Goal of the exercise —
Every entry should be repeated exactly as written.

______

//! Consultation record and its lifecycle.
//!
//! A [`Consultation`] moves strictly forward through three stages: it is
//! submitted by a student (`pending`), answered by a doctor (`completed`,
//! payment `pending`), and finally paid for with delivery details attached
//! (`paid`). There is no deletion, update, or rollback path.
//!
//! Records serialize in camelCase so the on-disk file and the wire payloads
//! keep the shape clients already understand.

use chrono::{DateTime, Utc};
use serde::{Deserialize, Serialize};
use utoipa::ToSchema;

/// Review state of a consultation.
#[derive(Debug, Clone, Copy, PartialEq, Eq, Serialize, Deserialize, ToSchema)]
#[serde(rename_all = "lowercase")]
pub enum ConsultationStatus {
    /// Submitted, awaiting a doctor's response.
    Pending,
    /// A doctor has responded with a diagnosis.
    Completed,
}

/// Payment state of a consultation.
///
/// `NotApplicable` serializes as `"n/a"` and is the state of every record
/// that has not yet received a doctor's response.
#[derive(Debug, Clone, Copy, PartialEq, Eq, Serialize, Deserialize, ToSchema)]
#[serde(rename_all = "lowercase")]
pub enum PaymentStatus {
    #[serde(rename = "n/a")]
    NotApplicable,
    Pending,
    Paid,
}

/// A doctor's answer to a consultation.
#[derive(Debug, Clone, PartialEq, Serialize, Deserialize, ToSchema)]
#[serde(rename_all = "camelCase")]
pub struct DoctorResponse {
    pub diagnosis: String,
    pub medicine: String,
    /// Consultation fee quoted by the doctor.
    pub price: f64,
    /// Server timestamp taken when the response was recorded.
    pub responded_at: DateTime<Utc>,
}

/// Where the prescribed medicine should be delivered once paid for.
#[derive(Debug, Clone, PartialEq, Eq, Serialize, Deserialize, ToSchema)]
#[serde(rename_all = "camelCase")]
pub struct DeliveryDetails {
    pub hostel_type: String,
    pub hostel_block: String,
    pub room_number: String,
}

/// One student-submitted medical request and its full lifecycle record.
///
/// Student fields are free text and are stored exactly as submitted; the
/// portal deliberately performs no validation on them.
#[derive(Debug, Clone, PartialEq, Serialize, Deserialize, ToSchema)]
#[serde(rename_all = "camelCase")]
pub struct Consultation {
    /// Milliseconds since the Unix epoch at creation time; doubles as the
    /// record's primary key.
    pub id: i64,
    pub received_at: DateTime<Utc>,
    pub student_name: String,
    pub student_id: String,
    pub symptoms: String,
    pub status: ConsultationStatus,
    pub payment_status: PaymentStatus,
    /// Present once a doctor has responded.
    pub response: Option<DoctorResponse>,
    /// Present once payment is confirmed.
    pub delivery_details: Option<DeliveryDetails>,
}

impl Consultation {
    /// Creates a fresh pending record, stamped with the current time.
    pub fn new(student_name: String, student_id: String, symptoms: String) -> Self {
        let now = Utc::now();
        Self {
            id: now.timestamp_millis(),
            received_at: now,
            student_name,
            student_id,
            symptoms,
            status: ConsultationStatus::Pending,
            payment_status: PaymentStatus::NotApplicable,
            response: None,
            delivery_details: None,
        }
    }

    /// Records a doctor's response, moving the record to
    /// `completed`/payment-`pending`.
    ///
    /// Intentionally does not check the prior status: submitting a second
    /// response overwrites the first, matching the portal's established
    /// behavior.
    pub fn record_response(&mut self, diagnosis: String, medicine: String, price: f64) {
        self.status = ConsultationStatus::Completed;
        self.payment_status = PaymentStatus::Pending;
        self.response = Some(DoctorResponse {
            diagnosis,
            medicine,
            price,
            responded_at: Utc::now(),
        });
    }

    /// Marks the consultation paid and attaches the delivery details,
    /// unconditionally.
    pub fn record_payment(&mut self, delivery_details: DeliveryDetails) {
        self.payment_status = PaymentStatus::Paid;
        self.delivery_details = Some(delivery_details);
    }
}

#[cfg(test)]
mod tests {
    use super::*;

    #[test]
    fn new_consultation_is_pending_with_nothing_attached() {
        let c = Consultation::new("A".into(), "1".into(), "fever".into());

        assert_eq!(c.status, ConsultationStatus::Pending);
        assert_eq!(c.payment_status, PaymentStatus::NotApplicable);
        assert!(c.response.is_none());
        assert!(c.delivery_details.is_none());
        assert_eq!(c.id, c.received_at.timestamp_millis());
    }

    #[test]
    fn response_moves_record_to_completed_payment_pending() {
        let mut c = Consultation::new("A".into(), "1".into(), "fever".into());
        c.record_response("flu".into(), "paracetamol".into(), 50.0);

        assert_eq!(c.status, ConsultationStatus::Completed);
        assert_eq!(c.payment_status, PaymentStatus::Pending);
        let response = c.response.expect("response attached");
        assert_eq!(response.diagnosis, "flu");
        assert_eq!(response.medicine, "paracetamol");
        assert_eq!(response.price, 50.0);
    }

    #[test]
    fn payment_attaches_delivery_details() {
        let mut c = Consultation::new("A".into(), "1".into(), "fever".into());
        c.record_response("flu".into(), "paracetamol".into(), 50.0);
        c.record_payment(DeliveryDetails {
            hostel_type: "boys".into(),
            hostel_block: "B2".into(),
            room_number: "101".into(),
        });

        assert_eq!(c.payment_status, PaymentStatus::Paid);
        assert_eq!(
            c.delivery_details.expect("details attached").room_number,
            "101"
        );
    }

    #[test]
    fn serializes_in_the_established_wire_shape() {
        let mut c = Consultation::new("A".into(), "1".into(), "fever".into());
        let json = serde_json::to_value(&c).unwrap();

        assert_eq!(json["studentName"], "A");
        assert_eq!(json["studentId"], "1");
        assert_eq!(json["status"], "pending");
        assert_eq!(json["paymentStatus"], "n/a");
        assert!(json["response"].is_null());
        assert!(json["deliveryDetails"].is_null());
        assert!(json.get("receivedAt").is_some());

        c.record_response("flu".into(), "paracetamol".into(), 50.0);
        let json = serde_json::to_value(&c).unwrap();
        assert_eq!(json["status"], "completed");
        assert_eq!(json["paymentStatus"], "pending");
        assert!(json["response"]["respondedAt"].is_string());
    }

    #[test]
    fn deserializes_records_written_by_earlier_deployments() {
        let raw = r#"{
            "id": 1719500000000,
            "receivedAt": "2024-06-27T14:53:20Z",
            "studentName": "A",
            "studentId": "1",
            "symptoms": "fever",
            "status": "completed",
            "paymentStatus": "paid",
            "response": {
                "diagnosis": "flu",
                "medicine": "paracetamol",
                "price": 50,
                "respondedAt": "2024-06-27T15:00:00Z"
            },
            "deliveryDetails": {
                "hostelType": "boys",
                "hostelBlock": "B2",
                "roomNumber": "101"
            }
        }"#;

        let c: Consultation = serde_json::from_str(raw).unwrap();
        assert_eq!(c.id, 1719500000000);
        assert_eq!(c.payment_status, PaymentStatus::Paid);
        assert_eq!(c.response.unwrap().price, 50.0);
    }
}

______

Exercise output —
//! Consultation record and its lifecycle.
//!
//! A [`Consultation`] moves strictly forward through three stages: it is
//! submitted by a student (`pending`), answered by a doctor (`completed`,
//! payment `pending`), and finally paid for with delivery details attached
//! (`paid`). There is no deletion, update, or rollback path.
//!
//! Records serialize in camelCase so the on-disk file and the wire payloads
//! keep the shape clients already understand.

use chrono::{DateTime, Utc};
use serde::{Deserialize, Serialize};
use utoipa::ToSchema;

/// Review state of a consultation.
#[derive(Debug, Clone, Copy, PartialEq, Eq, Serialize, Deserialize, ToSchema)]
#[serde(rename_all = "lowercase")]
pub enum ConsultationStatus {
    /// Submitted, awaiting a doctor's response.
    Pending,
    /// A doctor has responded with a diagnosis.
    Completed,
}

/// Payment state of a consultation.
///
/// `NotApplicable` serializes as `"n/a"` and is the state of every record
/// that has not yet received a doctor's response.
#[derive(Debug, Clone, Copy, PartialEq, Eq, Serialize, Deserialize, ToSchema)]
#[serde(rename_all = "lowercase")]
pub enum PaymentStatus {
    #[serde(rename = "n/a")]
    NotApplicable,
    Pending,
    Paid,
}

/// A doctor's answer to a consultation.
#[derive(Debug, Clone, PartialEq, Serialize, Deserialize, ToSchema)]
#[serde(rename_all = "camelCase")]
pub struct DoctorResponse {
    pub diagnosis: String,
    pub medicine: String,
    /// Consultation fee quoted by the doctor.
    pub price: f64,
    /// Server timestamp taken when the response was recorded.
    pub responded_at: DateTime<Utc>,
}

/// Where the prescribed medicine should be delivered once paid for.
#[derive(Debug, Clone, PartialEq, Eq, Serialize, Deserialize, ToSchema)]
#[serde(rename_all = "camelCase")]
pub struct DeliveryDetails {
    pub hostel_type: String,
    pub hostel_block: String,
    pub room_number: String,
}

/// One student-submitted medical request and its full lifecycle record.
///
/// Student fields are free text and are stored exactly as submitted; the
/// portal deliberately performs no validation on them.
#[derive(Debug, Clone, PartialEq, Serialize, Deserialize, ToSchema)]
#[serde(rename_all = "camelCase")]
pub struct Consultation {
    /// Milliseconds since the Unix epoch at creation time; doubles as the
    /// record's primary key.
    pub id: i64,
    pub received_at: DateTime<Utc>,
    pub student_name: String,
    pub student_id: String,
    pub symptoms: String,
    pub status: ConsultationStatus,
    pub payment_status: PaymentStatus,
    /// Present once a doctor has responded.
    pub response: Option<DoctorResponse>,
    /// Present once payment is confirmed.
    pub delivery_details: Option<DeliveryDetails>,
}

impl Consultation {
    /// Creates a fresh pending record, stamped with the current time.
    pub fn new(student_name: String, student_id: String, symptoms: String) -> Self {
        let now = Utc::now();
        Self {
            id: now.timestamp_millis(),
            received_at: now,
            student_name,
            student_id,
            symptoms,
            status: ConsultationStatus::Pending,
            payment_status: PaymentStatus::NotApplicable,
            response: None,
            delivery_details: None,
        }
    }

    /// Records a doctor's response, moving the record to
    /// `completed`/payment-`pending`.
    ///
    /// Intentionally does not check the prior status: submitting a second
    /// response overwrites the first, matching the portal's established
    /// behavior.
    pub fn record_response(&mut self, diagnosis: String, medicine: String, price: f64) {
        self.status = ConsultationStatus::Completed;
        self.payment_status = PaymentStatus::Pending;
        self.response = Some(DoctorResponse {
            diagnosis,
            medicine,
            price,
            responded_at: Utc::now(),
        });
    }

    /// Marks the consultation paid and attaches the delivery details,
    /// unconditionally.
    pub fn record_payment(&mut self, delivery_details: DeliveryDetails) {
        self.payment_status = PaymentStatus::Paid;
        self.delivery_details = Some(delivery_details);
    }
}

#[cfg(test)]
mod tests {
    use super::*;

    #[test]
    fn new_consultation_is_pending_with_nothing_attached() {
        let c = Consultation::new("A".into(), "1".into(), "fever".into());

        assert_eq!(c.status, ConsultationStatus::Pending);
        assert_eq!(c.payment_status, PaymentStatus::NotApplicable);
        assert!(c.response.is_none());
        assert!(c.delivery_details.is_none());
        assert_eq!(c.id, c.received_at.timestamp_millis());
    }

    #[test]
    fn response_moves_record_to_completed_payment_pending() {
        let mut c = Consultation::new("A".into(), "1".into(), "fever".into());
        c.record_response("flu".into(), "paracetamol".into(), 50.0);

        assert_eq!(c.status, ConsultationStatus::Completed);
        assert_eq!(c.payment_status, PaymentStatus::Pending);
        let response = c.response.expect("response attached");
        assert_eq!(response.diagnosis, "flu");
        assert_eq!(response.medicine, "paracetamol");
        assert_eq!(response.price, 50.0);
    }

    #[test]
    fn payment_attaches_delivery_details() {
        let mut c = Consultation::new("A".into(), "1".into(), "fever".into());
        c.record_response("flu".into(), "paracetamol".into(), 50.0);
        c.record_payment(DeliveryDetails {
            hostel_type: "boys".into(),
            hostel_block: "B2".into(),
            room_number: "101".into(),
        });

        assert_eq!(c.payment_status, PaymentStatus::Paid);
        assert_eq!(
            c.delivery_details.expect("details attached").room_number,
            "101"
        );
    }

    #[test]
    fn serializes_in_the_established_wire_shape() {
        let mut c = Consultation::new("A".into(), "1".into(), "fever".into());
        let json = serde_json::to_value(&c).unwrap();

        assert_eq!(json["studentName"], "A");
        assert_eq!(json["studentId"], "1");
        assert_eq!(json["status"], "pending");
        assert_eq!(json["paymentStatus"], "n/a");
        assert!(json["response"].is_null());
        assert!(json["deliveryDetails"].is_null());
        assert!(json.get("receivedAt").is_some());

        c.record_response("flu".into(), "paracetamol".into(), 50.0);
        let json = serde_json::to_value(&c).unwrap();
        assert_eq!(json["status"], "completed");
        assert_eq!(json["paymentStatus"], "pending");
        assert!(json["response"]["respondedAt"].is_string());
    }

    #[test]
    fn deserializes_records_written_by_earlier_deployments() {
        let raw = r#"{
            "id": 1719500000000,
            "receivedAt": "2024-06-27T14:53:20Z",
            "studentName": "A",
            "studentId": "1",
            "symptoms": "fever",
            "status": "completed",
            "paymentStatus": "paid",
            "response": {
                "diagnosis": "flu",
                "medicine": "paracetamol",
                "price": 50,
                "respondedAt": "2024-06-27T15:00:00Z"
            },
            "deliveryDetails": {
                "hostelType": "boys",
                "hostelBlock": "B2",
                "roomNumber": "101"
            }
        }"#;

        let c: Consultation = serde_json::from_str(raw).unwrap();
        assert_eq!(c.id, 1719500000000);
        assert_eq!(c.payment_status, PaymentStatus::Paid);
        assert_eq!(c.response.unwrap().price, 50.0);
    }
}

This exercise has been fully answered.